▸ TASK TO COMPLETE
Copy out every record exactly.

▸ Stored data
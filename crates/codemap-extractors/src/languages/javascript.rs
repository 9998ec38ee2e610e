//! JavaScript: declarations, classes and `const f = () => {}` bindings

use crate::base::{Symbol, SymbolKind};
use crate::engine::{TreeSitterExtractor, TreeWalker};
use crate::rules::{LanguageSpec, NodeRule, has_async_token};
use tree_sitter::{Language, Node};

fn grammar(_path: &str) -> Language {
    tree_sitter_javascript::LANGUAGE.into()
}

pub fn spec() -> LanguageSpec {
    LanguageSpec::new("javascript", &[".js", ".jsx", ".mjs", ".cjs"], grammar)
        .rule(
            "function_declaration",
            NodeRule::new(SymbolKind::Function, &["identifier"])
                .signature(&["formal_parameters"])
                .async_when(has_async_token),
        )
        .rule(
            "generator_function_declaration",
            NodeRule::new(SymbolKind::Function, &["identifier"])
                .signature(&["formal_parameters"])
                .async_when(has_async_token),
        )
        .rule(
            "class_declaration",
            NodeRule::new(SymbolKind::Class, &["identifier"]).body(&["class_body"]),
        )
        .rule(
            "method_definition",
            NodeRule::new(
                SymbolKind::Method,
                &["property_identifier", "private_property_identifier"],
            )
            .signature(&["formal_parameters"])
            .async_when(has_async_token),
        )
        .override_node("lexical_declaration", function_binding)
        .override_node("variable_declaration", function_binding)
}

pub fn extractor() -> TreeSitterExtractor {
    TreeSitterExtractor::new(spec())
}

/// `const name = (args) => ...` or `= function (args) {...}` as a function
///
/// Declarations binding anything else produce no symbol.
pub(crate) fn function_binding(walker: &TreeWalker<'_>, node: Node<'_>) -> Option<Symbol> {
    let mut cursor = node.walk();
    let declarators: Vec<Node<'_>> = node
        .named_children(&mut cursor)
        .filter(|c| c.kind() == "variable_declarator")
        .collect();

    declarators.into_iter().find_map(|declarator| {
        let value = declarator.child_by_field_name("value")?;
        if !matches!(
            value.kind(),
            "arrow_function" | "function_expression" | "function"
        ) {
            return None;
        }
        let name = walker.name(declarator, &["identifier"])?;

        let kind = if has_async_token(&value) {
            SymbolKind::AsyncFunction
        } else {
            SymbolKind::Function
        };
        let signature = walker.signature(value, &["formal_parameters"]).or_else(|| {
            value
                .child_by_field_name("parameter")
                .map(|p| format!("({})", walker.base.get_node_text(&p)))
        });

        Some(
            Symbol::new(name, kind, walker.base.line_range(&node))
                .with_signature(signature)
                .with_docstring(walker.preceding_comment(node)),
        )
    })
}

▸ WRITTEN SOLUTION
filename crates/codemap-extractors/src/languages/javascript.rs
repository 9998ec38ee2e610e
//! JavaScript: declarations, classes and `const f = () => {}` bindings

use crate::base::{Symbol, SymbolKind};
use crate::engine::{TreeSitterExtractor, TreeWalker};
use crate::rules::{LanguageSpec, NodeRule, has_async_token};
use tree_sitter::{Language, Node};

fn grammar(_path: &str) -> Language {
    tree_sitter_javascript::LANGUAGE.into()
}

pub fn spec() -> LanguageSpec {
    LanguageSpec::new("javascript", &[".js", ".jsx", ".mjs", ".cjs"], grammar)
        .rule(
            "function_declaration",
            NodeRule::new(SymbolKind::Function, &["identifier"])
                .signature(&["formal_parameters"])
                .async_when(has_async_token),
        )
        .rule(
            "generator_function_declaration",
            NodeRule::new(SymbolKind::Function, &["identifier"])
                .signature(&["formal_parameters"])
                .async_when(has_async_token),
        )
        .rule(
            "class_declaration",
            NodeRule::new(SymbolKind::Class, &["identifier"]).body(&["class_body"]),
        )
        .rule(
            "method_definition",
            NodeRule::new(
                SymbolKind::Method,
                &["property_identifier", "private_property_identifier"],
            )
            .signature(&["formal_parameters"])
            .async_when(has_async_token),
        )
        .override_node("lexical_declaration", function_binding)
        .override_node("variable_declaration", function_binding)
}

pub fn extractor() -> TreeSitterExtractor {
    TreeSitterExtractor::new(spec())
}

/// `const name = (args) => ...` or `= function (args) {...}` as a function
///
/// Declarations binding anything else produce no symbol.
pub(crate) fn function_binding(walker: &TreeWalker<'_>, node: Node<'_>) -> Option<Symbol> {
    let mut cursor = node.walk();
    let declarators: Vec<Node<'_>> = node
        .named_children(&mut cursor)
        .filter(|c| c.kind() == "variable_declarator")
        .collect();

    declarators.into_iter().find_map(|declarator| {
        let value = declarator.child_by_field_name("value")?;
        if !matches!(
            value.kind(),
            "arrow_function" | "function_expression" | "function"
        ) {
            return None;
        }
        let name = walker.name(declarator, &["identifier"])?;

        let kind = if has_async_token(&value) {
            SymbolKind::AsyncFunction
        } else {
            SymbolKind::Function
        };
        let signature = walker.signature(value, &["formal_parameters"]).or_else(|| {
            value
                .child_by_field_name("parameter")
                .map(|p| format!("({})", walker.base.get_node_text(&p)))
        });

        Some(
            Symbol::new(name, kind, walker.base.line_range(&node))
                .with_signature(signature)
                .with_docstring(walker.preceding_comment(node)),
        )
    })
}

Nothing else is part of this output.